From: dpreed@reed.com
To: dpreed@reed.com
Cc: "Ketan Kulkarni" <ketkulka@gmail.com>,
"Jonathan Morton" <chromatix99@gmail.com>,
"cerowrt-devel@lists.bufferbloat.net"
<cerowrt-devel@lists.bufferbloat.net>
Subject: Re: [Cerowrt-devel] trying to make sense of what switch vendors say wrt buffer bloat
Date: Mon, 6 Jun 2016 22:58:49 -0400 (EDT) [thread overview]
Message-ID: <1465268329.938313737@apps.rackspace.com> (raw)
In-Reply-To: <1465267957.902610235@apps.rackspace.com>
[-- Attachment #1: Type: text/plain, Size: 4295 bytes --]
Even better, it would be fun to get access to an Arista switch and some high performance TCP sources and sinks, and demonstrate extreme bufferbloat compared to a small-buffer switch. Just a demo, not a simulation full of assumptions and guesses.
RRUL, basically.
On Monday, June 6, 2016 10:52pm, dpreed@reed.com said:
So did anyone write a response debunking their paper? Their NS-2 simulation is most likely the erroneous part of their analysis - the white paper would not pass a review by qualified referees because there is no way to check their results and some of what they say beggars belief.

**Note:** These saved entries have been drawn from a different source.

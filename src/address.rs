// Wallet address classification
//
// User-supplied wallet identifiers arrive from unverified sources (chat
// text, connected-wallet state), and a syntactically plausible address for
// the wrong chain is a common failure mode. Classification is purely
// syntactic (alphabet, length, prefix) with no network call, and the
// foreign-chain heuristics live in one data table rather than scattered
// conditionals.
//
// Target-chain validity uses the exact base58/32-byte pubkey rule rather
// than a length range, so a foreign-format string can never classify as a
// valid Solana address.

use std::str::FromStr;

use solana_sdk::pubkey::Pubkey;
use tracing::debug;

/// Character set a foreign chain format draws from
#[derive(Debug, Clone, Copy, PartialEq, Eq)]
pub enum Alphabet {
    Base58,
    Hex,
    Bech32,
}

/// Syntactic fingerprint of one foreign chain's address format
#[derive(Debug, Clone, Copy)]
pub struct ChainFormat {
    pub chain: &'static str,
    pub alphabet: Alphabet,
    /// Inclusive length range of the full address string
    pub min_len: usize,
    pub max_len: usize,
    /// Required leading strings; empty slice means any prefix
    pub prefixes: &'static [&'static str],
}

/// Foreign address formats recognized well enough to name in an error.
/// Order matters: more specific prefixes are listed first.
pub const CHAIN_FORMATS: &[ChainFormat] = &[
    ChainFormat {
        chain: "ethereum",
        alphabet: Alphabet::Hex,
        min_len: 42,
        max_len: 42,
        prefixes: &["0x"],
    },
    ChainFormat {
        chain: "bitcoin",
        alphabet: Alphabet::Bech32,
        min_len: 14,
        max_len: 74,
        prefixes: &["bc1"],
    },
    ChainFormat {
        chain: "tron",
        alphabet: Alphabet::Base58,
        min_len: 34,
        max_len: 34,
        prefixes: &["T"],
    },
    ChainFormat {
        chain: "cosmos",
        alphabet: Alphabet::Bech32,
        min_len: 39,
        max_len: 45,
        prefixes: &["cosmos1"],
    },
    ChainFormat {
        chain: "bitcoin",
        alphabet: Alphabet::Base58,
        min_len: 26,
        max_len: 34,
        prefixes: &["1", "3"],
    },
];

/// Result of classifying a wallet string against the target chain
#[derive(Debug, Clone, PartialEq, Eq)]
pub enum AddressClass {
    /// A well-formed Solana address
    ValidForTarget(Pubkey),
    /// Matches a known foreign chain's format; `chain` is the guess
    ForeignChain { chain: &'static str },
    /// Ambiguous or unrecognized
    Malformed,
}

/// Classify a wallet string. Surrounding whitespace is ignored.
pub fn classify(input: &str) -> AddressClass {
    let trimmed = input.trim();
    if trimmed.is_empty() {
        return AddressClass::Malformed;
    }

    // Exact target-chain rule first: base58 alphabet decoding to 32 bytes.
    if let Ok(pubkey) = Pubkey::from_str(trimmed) {
        return AddressClass::ValidForTarget(pubkey);
    }

    for format in CHAIN_FORMATS {
        if matches_format(trimmed, format) {
            debug!(chain = format.chain, "classified foreign-chain address");
            return AddressClass::ForeignChain { chain: format.chain };
        }
    }

    AddressClass::Malformed
}

fn matches_format(input: &str, format: &ChainFormat) -> bool {
    if input.len() < format.min_len || input.len() > format.max_len {
        return false;
    }
    if !format.prefixes.is_empty() && !format.prefixes.iter().any(|p| input.starts_with(p)) {
        return false;
    }
    match format.alphabet {
        Alphabet::Base58 => bs58::decode(input).into_vec().is_ok(),
        Alphabet::Hex => input
            .strip_prefix("0x")
            .unwrap_or(input)
            .chars()
            .all(|c| c.is_ascii_hexdigit()),
        Alphabet::Bech32 => input
            .chars()
            .all(|c| c.is_ascii_lowercase() || c.is_ascii_digit()),
    }
}

#[cfg(test)]
mod tests {
    use super::*;

    const SOL_ADDRESS: &str = "So11111111111111111111111111111111111111112";
    const ETH_ADDRESS: &str = "0x742d35Cc6634C0532925a3b844Bc454e4438f44e";
    const BTC_LEGACY: &str = "1A1zP1eP5QGefi2DMPTfTL5SLmv7DivfNa";
    const BTC_SEGWIT: &str = "bc1qw508d6qejxtdg4y5r3zarvary0c5xw7kv8f3t4";
    const TRON_ADDRESS: &str = "TJRabPrwbZy45sbavfcjinPJC18kjpRTv8";
    const COSMOS_ADDRESS: &str = "cosmos1vlthgax23ca9syk7xgaz347xmf4nunefu3cvl8";

    #[test]
    fn test_valid_solana_address() {
        match classify(SOL_ADDRESS) {
            AddressClass::ValidForTarget(pk) => assert_eq!(pk.to_string(), SOL_ADDRESS),
            other => panic!("expected ValidForTarget, got {:?}", other),
        }
    }

    #[test]
    fn test_whitespace_is_trimmed() {
        let padded = format!("  {}\n", SOL_ADDRESS);
        assert!(matches!(classify(&padded), AddressClass::ValidForTarget(_)));
    }

    #[test]
    fn test_foreign_chain_guesses() {
        assert_eq!(classify(ETH_ADDRESS), AddressClass::ForeignChain { chain: "ethereum" });
        assert_eq!(classify(BTC_LEGACY), AddressClass::ForeignChain { chain: "bitcoin" });
        assert_eq!(classify(BTC_SEGWIT), AddressClass::ForeignChain { chain: "bitcoin" });
        assert_eq!(classify(TRON_ADDRESS), AddressClass::ForeignChain { chain: "tron" });
        assert_eq!(classify(COSMOS_ADDRESS), AddressClass::ForeignChain { chain: "cosmos" });
    }

    #[test]
    fn test_malformed_inputs() {
        assert_eq!(classify(""), AddressClass::Malformed);
        assert_eq!(classify("   "), AddressClass::Malformed);
        assert_eq!(classify("not an address"), AddressClass::Malformed);
        assert_eq!(classify("0xZZZZ"), AddressClass::Malformed);
        // Base58 alphabet but wrong payload length for any known format
        assert_eq!(classify("abc"), AddressClass::Malformed);
    }

    #[test]
    fn test_foreign_formats_never_valid_for_target() {
        for input in [ETH_ADDRESS, BTC_LEGACY, BTC_SEGWIT, TRON_ADDRESS, COSMOS_ADDRESS] {
            assert!(
                !matches!(classify(input), AddressClass::ValidForTarget(_)),
                "{} must not classify as a Solana address",
                input
            );
        }
    }

    #[test]
    fn test_every_generated_pubkey_is_valid() {
        for _ in 0..32 {
            let pk = Pubkey::new_unique();
            assert!(matches!(
                classify(&pk.to_string()),
                AddressClass::ValidForTarget(_)
            ));
        }
    }
}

Bechtolsheim is one of those guys who can write any damn thing and it becomes "truth" - mostly because he co-founded Sun. But that doesn't mean that he can't make huge errors - any of us can.
The so-called TCP/IP Bandwidth Capture effect that he refers to doesn't sound like any capture effect I've ever heard of. There is an "Ethernet Capture Effect" (which is cited), which is due to properties of CSMA/CD binary exponential backoff, not anything to do with TCP's flow/congestion control. So it has that "truthiness" that makes glib people sound like they know what they are talking about, but I'd like to see a reference that says this is a property of TCP!
What's interesting is that the reference to the Ethernet Capture Effect in that white paper proposes a solution that involves changing the backoff algorithm slightly at the Ethernet level - NOT increasing buffer size!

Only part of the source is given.